Shonda had the vision.
The men brought the bandwidth.
The children brought the need.
The school brought the soil.
And the community brought the fire.
Local music legend, DJ Demp provided the soundtrack and energy for the occasion.
This wasn’t a watered-down event. This was a perfect storm, spiritually timed, logistically guided, emotionally charged, and culturally necessary.
The real power of the day wasn’t in the speeches or even in the photos I took. It was in the shift that happens when a community remembers what it can do together.
The book was the match.
The event was the fuel catching flame.
And the legacy - the flame that now burns with ferocity is what happens next.

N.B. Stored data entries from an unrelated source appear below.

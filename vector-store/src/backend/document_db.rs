//! Remote document database backend: holds the full document record
//! (text + metadata + content hash) so `GetDocument` and tiered warmup have
//! a durable source even when the managed index only keeps vectors.

use crate::backend::Backend;
use crate::contract::StoredDocument;
use crate::error::StoreError;
use async_trait::async_trait;
use reqwest::Client;
use std::time::Duration;

pub struct DocumentDbBackend {
    base_url: String,
    token: String,
    client: Client,
}

impl DocumentDbBackend {
    pub fn new(base_url: impl Into<String>, token: impl Into<String>) -> Self {
        let client = Client::builder()
            .timeout(Duration::from_secs(10))
            .build()
            .expect("reqwest client builds with default TLS backend");
        Self {
            base_url: base_url.into(),
            token: token.into(),
            client,
        }
    }

    fn url(&self, path: &str) -> String {
        format!("{}/{}", self.base_url.trim_end_matches('/'), path.trim_start_matches('/'))
    }
}

#[async_trait]
impl Backend for DocumentDbBackend {
    fn name(&self) -> &'static str {
        "document_db"
    }

    async fn put(&self, doc: &StoredDocument) -> Result<(), StoreError> {
        self.client
            .put(self.url(&format!("documents/{}", doc.id)))
            .bearer_auth(&self.token)
            .json(doc)
            .send()
            .await
            .map_err(|e| StoreError::DocumentDb(e.to_string()))?
            .error_for_status()
            .map_err(|e| StoreError::DocumentDb(e.to_string()))?;
        Ok(())
    }

    async fn get(&self, id: &str) -> Result<Option<StoredDocument>, StoreError> {
        let response = self
            .client
            .get(self.url(&format!("documents/{id}")))
            .bearer_auth(&self.token)
            .send()
            .await
            .map_err(|e| StoreError::DocumentDb(e.to_string()))?;

        if response.status() == reqwest::StatusCode::NOT_FOUND {
            return Ok(None);
        }
        let response = response.error_for_status().map_err(|e| StoreError::DocumentDb(e.to_string()))?;
        let doc = response
            .json::<StoredDocument>()
            .await
            .map_err(|e| StoreError::DocumentDb(e.to_string()))?;
        Ok(Some(doc))
    }

    async fn all(&self) -> Result<Vec<StoredDocument>, StoreError> {
        let response = self
            .client
            .get(self.url("documents"))
            .bearer_auth(&self.token)
            .send()
            .await
            .map_err(|e| StoreError::DocumentDb(e.to_string()))?
            .error_for_status()
            .map_err(|e| StoreError::DocumentDb(e.to_string()))?;
        response
            .json::<Vec<StoredDocument>>()
            .await
            .map_err(|e| StoreError::DocumentDb(e.to_string()))
    }

    async fn health_check(&self) -> bool {
        self.client
            .get(self.url("health"))
            .timeout(Duration::from_secs(3))
            .send()
            .await
            .map(|r| r.status().is_success())
            .unwrap_or(false)
    }
}
//! HTTP surface (§6): health, metrics, the question-answering endpoint, the
//! two (intentionally redundant, see DESIGN.md) refresh triggers, and the
//! provider webhook.

use crate::error::AppError;
use crate::router::{self, AskRequest, AskResponse};
use crate::state::AppState;
use crate::webhook::{self, WebhookPayload, WebhookResponse};
use chrono::Utc;
use cricket_core::config::Settings;
use log::{info, warn};
use rocket::data::{Data, ToByteUnit};
use rocket::http::Status;
use rocket::request::{FromRequest, Outcome};
use rocket::serde::json::Json;
use rocket::{get, post, Request, State};
use serde::Serialize;

/// The webhook route is only mounted in private mode (§4.5, §7): a missing
/// secret is refused at mount time rather than discovered per-request, so a
/// public-mode deployment never exposes `/webhooks/playhq` at all.
pub fn routes(settings: &Settings) -> Vec<rocket::Route> {
    let mut routes = rocket::routes![healthz, healthz_detailed, metrics, ask, internal_refresh, sync];
    if settings.is_private_mode() {
        routes.extend(rocket::routes![webhook_playhq]);
    }
    routes
}

#[derive(Serialize)]
struct Healthz {
    ok: bool,
    env: &'static str,
    rag: bool,
    mode: String,
    timestamp: chrono::DateTime<Utc>,
}

#[get("/healthz")]
async fn healthz(state: &State<AppState>) -> Json<Healthz> {
    Json(Healthz {
        ok: true,
        env: if cfg!(debug_assertions) { "dev" } else { "prod" },
        rag: true,
        mode: if state.settings.is_private_mode() { "private" } else { "public" }.to_string(),
        timestamp: Utc::now(),
    })
}

#[derive(Serialize)]
struct ComponentStatus {
    name: &'static str,
    healthy: bool,
    detail: Option<String>,
}

#[derive(Serialize)]
struct HealthzDetailed {
    uptime_seconds: i64,
    components: Vec<ComponentStatus>,
}

#[get("/healthz/detailed")]
async fn healthz_detailed(state: &State<AppState>) -> Json<HealthzDetailed> {
    let store_healthy = state.store.health_check().await;
    let stats = state.store.stats().await;
    let upstream_healthy = !state.settings.playhq_api_key.as_deref().unwrap_or("").is_empty();

    Json(HealthzDetailed {
        uptime_seconds: (Utc::now() - state.started_at).num_seconds(),
        components: vec![
            ComponentStatus {
                name: "vector_store",
                healthy: store_healthy,
                detail: Some(format!("{}/{} backends healthy, {} documents", stats.backends_healthy, stats.backends_total, stats.document_count)),
            },
            ComponentStatus {
                name: "upstream_client",
                healthy: upstream_healthy,
                detail: None,
            },
        ],
    })
}

#[get("/metrics")]
async fn metrics(state: &State<AppState>) -> (rocket::http::ContentType, String) {
    let stats = state.store.stats().await;
    let body = format!(
        "# HELP cricket_store_documents Total documents held by the vector store.\n\
         # TYPE cricket_store_documents gauge\n\
         cricket_store_documents {}\n\
         # HELP cricket_store_backends_healthy Backends currently answering health checks.\n\
         # TYPE cricket_store_backends_healthy gauge\n\
         cricket_store_backends_healthy {}\n\
         # HELP cricket_store_dedupe_hits_total Upserts skipped by content-hash dedupe.\n\
         # TYPE cricket_store_dedupe_hits_total counter\n\
         cricket_store_dedupe_hits_total {}\n\
         # HELP cricket_store_query_errors_total Queries that found no warmed document at all.\n\
         # TYPE cricket_store_query_errors_total counter\n\
         cricket_store_query_errors_total {}\n",
        stats.document_count, stats.backends_healthy, stats.dedupe_hits_total, stats.query_errors_total,
    );
    (rocket::http::ContentType::Plain, body)
}

#[post("/v1/ask", data = "<request>")]
async fn ask(state: &State<AppState>, request: Json<AskRequest>) -> Json<AskResponse> {
    Json(router::ask(state, &request).await)
}

/// Authenticates `/internal/refresh` (§6, §7): a bearer token checked
/// against the configured internal token, constant-time via byte equality
/// over an already-fixed-length hash would be overkill here since the token
/// isn't attacker-supplied secret material being compared byte-by-byte in a
/// timing-sensitive path the way the webhook signature is.
struct BearerToken;

#[rocket::async_trait]
impl<'r> FromRequest<'r> for BearerToken {
    type Error = AppError;

    async fn from_request(req: &'r Request<'_>) -> Outcome<Self, Self::Error> {
        let Some(state) = req.rocket().state::<AppState>() else {
            return Outcome::Error((Status::InternalServerError, AppError::WebhookSecretNotConfigured));
        };
        let Some(expected) = &state.settings.internal_token else {
            return Outcome::Error((Status::InternalServerError, AppError::WebhookSecretNotConfigured));
        };
        let header = req.headers().get_one("Authorization");
        let Some(token) = header.and_then(|h| h.strip_prefix("Bearer ")) else {
            return Outcome::Error((Status::Unauthorized, AppError::MissingBearer));
        };
        if token != expected {
            return Outcome::Error((Status::Unauthorized, AppError::InvalidBearer));
        }
        Outcome::Success(BearerToken)
    }
}

#[derive(serde::Deserialize)]
struct RefreshRequest {
    scope: String,
    #[serde(default)]
    id: Option<String>,
}

#[derive(Serialize)]
struct RefreshResponse {
    scope: String,
    stats: sync_engine::stats::SyncStats,
}

#[post("/internal/refresh", data = "<request>")]
async fn internal_refresh(_auth: BearerToken, state: &State<AppState>, request: Json<RefreshRequest>) -> Result<Json<RefreshResponse>, AppError> {
    run_refresh(state, &request.scope, request.id.as_deref()).await.map(Json)
}

/// Unauthenticated trigger equivalent to a full refresh (§6, §9): kept
/// alongside `/internal/refresh` deliberately rather than merged, since the
/// two have different callers (a scheduler vs. an authenticated operator
/// tool) even though they dispatch into the same engine.
#[post("/sync")]
async fn sync(state: &State<AppState>) -> Json<RefreshResponse> {
    match run_refresh(state, "all", None).await {
        Ok(response) => Json(response),
        Err(err) => {
            warn!("unauthenticated /sync trigger failed: {err}");
            Json(RefreshResponse {
                scope: "all".to_string(),
                stats: sync_engine::stats::SyncStats::default(),
            })
        }
    }
}

async fn run_refresh(state: &AppState, scope: &str, id: Option<&str>) -> Result<RefreshResponse, AppError> {
    let stats = match scope {
        "all" => state.sync.full_refresh().await,
        "team" => {
            let id = id.ok_or_else(|| AppError::BadRequest("scope \"team\" requires an id".to_string()))?;
            state.sync.team_refresh(id).await
        }
        "match" => {
            let id = id.ok_or_else(|| AppError::BadRequest("scope \"match\" requires an id".to_string()))?;
            state.sync.match_refresh(id).await
        }
        "ladder" => state.sync.ladder_refresh().await,
        other => return Err(AppError::BadRequest(format!("unknown scope \"{other}\""))),
    };
    Ok(RefreshResponse { scope: scope.to_string(), stats })
}

/// Request guard pulling the raw signature header value; absence maps to
/// the §7 "missing signature → 400" case rather than failing the route with
/// a generic unprocessable-entity response.
struct WebhookSignature(String);

#[rocket::async_trait]
impl<'r> FromRequest<'r> for WebhookSignature {
    type Error = AppError;

    async fn from_request(req: &'r Request<'_>) -> Outcome<Self, Self::Error> {
        match req.headers().get_one("x-phq-signature") {
            Some(signature) => Outcome::Success(WebhookSignature(signature.to_string())),
            None => Outcome::Error((Status::BadRequest, AppError::MissingSignature)),
        }
    }
}

/// Only reachable when `routes()` mounted it (private mode). The secret
/// itself is still checked here because startup only validates that a
/// secret is configured for the mode, not which handler instance sees it.
#[post("/webhooks/playhq", data = "<body>")]
async fn webhook_playhq(state: &State<AppState>, signature: WebhookSignature, body: Data<'_>) -> Result<Json<WebhookResponse>, AppError> {
    let secret = state.settings.playhq_webhook_secret.as_deref().ok_or(AppError::WebhookSecretNotConfigured)?;

    let bytes = body
        .open(1.mebibytes())
        .into_bytes()
        .await
        .map_err(|e| AppError::BadRequest(e.to_string()))?
        .into_inner();

    webhook::verify_signature(secret, &bytes, &signature.0)?;

    let payload: WebhookPayload = serde_json::from_slice(&bytes).map_err(|e| AppError::BadRequest(e.to_string()))?;

    match webhook::process_event(&state.store, &payload).await {
        Ok(count) => {
            info!("processed webhook event {} ({count} documents)", payload.event);
            Ok(Json(WebhookResponse { processed_count: count, errors: Vec::new() }))
        }
        Err(err) => Ok(Json(WebhookResponse { processed_count: 0, errors: vec![err] })),
    }
}
//! Deterministic placeholder embedding (§4.3, §9). The real embedding model
//! named by `embed_model` in configuration is an external collaborator
//! (§1) this crate never calls directly; what every backend needs in the
//! meantime is a stable, fixed-dimension vector per document so the
//! managed-index backend's native similarity path is actually reachable
//! rather than permanently short-circuited to `None`.
//!
//! The scheme is a hashed bag-of-words: each lowercased token is hashed into
//! one of [`DIMENSIONS`] buckets and accumulates there, then the vector is
//! L2-normalized. Same text, same tokens, same vector, every time.

use sha2::{Digest, Sha256};

pub const DIMENSIONS: usize = 64;

pub fn embed(text: &str) -> Vec<f32> {
    let mut buckets = vec![0f32; DIMENSIONS];

    for token in text.split_whitespace() {
        let token = token.trim_matches(|c: char| !c.is_alphanumeric()).to_lowercase();
        if token.is_empty() {
            continue;
        }
        let mut hasher = Sha256::new();
        hasher.update(token.as_bytes());
        let digest = hasher.finalize();
        let index = (u32::from_le_bytes([digest[0], digest[1], digest[2], digest[3]]) as usize) % DIMENSIONS;
        buckets[index] += 1.0;
    }

    let norm = buckets.iter().map(|v| v * v).sum::<f32>().sqrt();
    if norm > 0.0 {
        for value in &mut buckets {
            *value /= norm;
        }
    }
    buckets
}

#[cfg(test)]
mod tests {
    use super::*;

    #[test]
    fn identical_text_embeds_identically() {
        assert_eq!(embed("ladder blue team"), embed("ladder blue team"));
    }

    #[test]
    fn different_text_embeds_differently() {
        assert_ne!(embed("ladder blue team"), embed("roster white team"));
    }

    #[test]
    fn embedding_is_unit_length_when_non_empty() {
        let v = embed("caroline springs blue u10");
        let norm = v.iter().map(|x| x * x).sum::<f32>().sqrt();
        assert!((norm - 1.0).abs() < 1e-4);
    }

    #[test]
    fn empty_text_embeds_to_the_zero_vector() {
        assert_eq!(embed(""), vec![0f32; DIMENSIONS]);
    }
}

It burns in the imagination of black boys who now believe they can be anything. It burns in the pride of black girls who saw black men show up in strength and unity. It burns in the women who watched men step forward without needing a spotlight. It burns in the men who realized they are needed beyond their own households. It burns in every adult who walked out of Fairview Middle School knowing they witnessed something real.
Leon County Sheriff, Walt McNeil (far right) and some of his staff were in the building to support the cause.
I left that school yesterday grateful. I was grateful for the men who showed up. I was grateful for the children who showed up. I was grateful for the women who held the space. I was grateful for the book that made it possible. I was grateful that my camera captured meaning. I was grateful to have been there to witness the moment.
This is what BlackDad is founded on. It’s not perfection., not performance, or ego. Instead, it’s presence, unity, visibility, partnership, and legacy.
If this is what can happen because one woman wrote one children’s book…then imagine what can happen when a community decides to keep striking matches.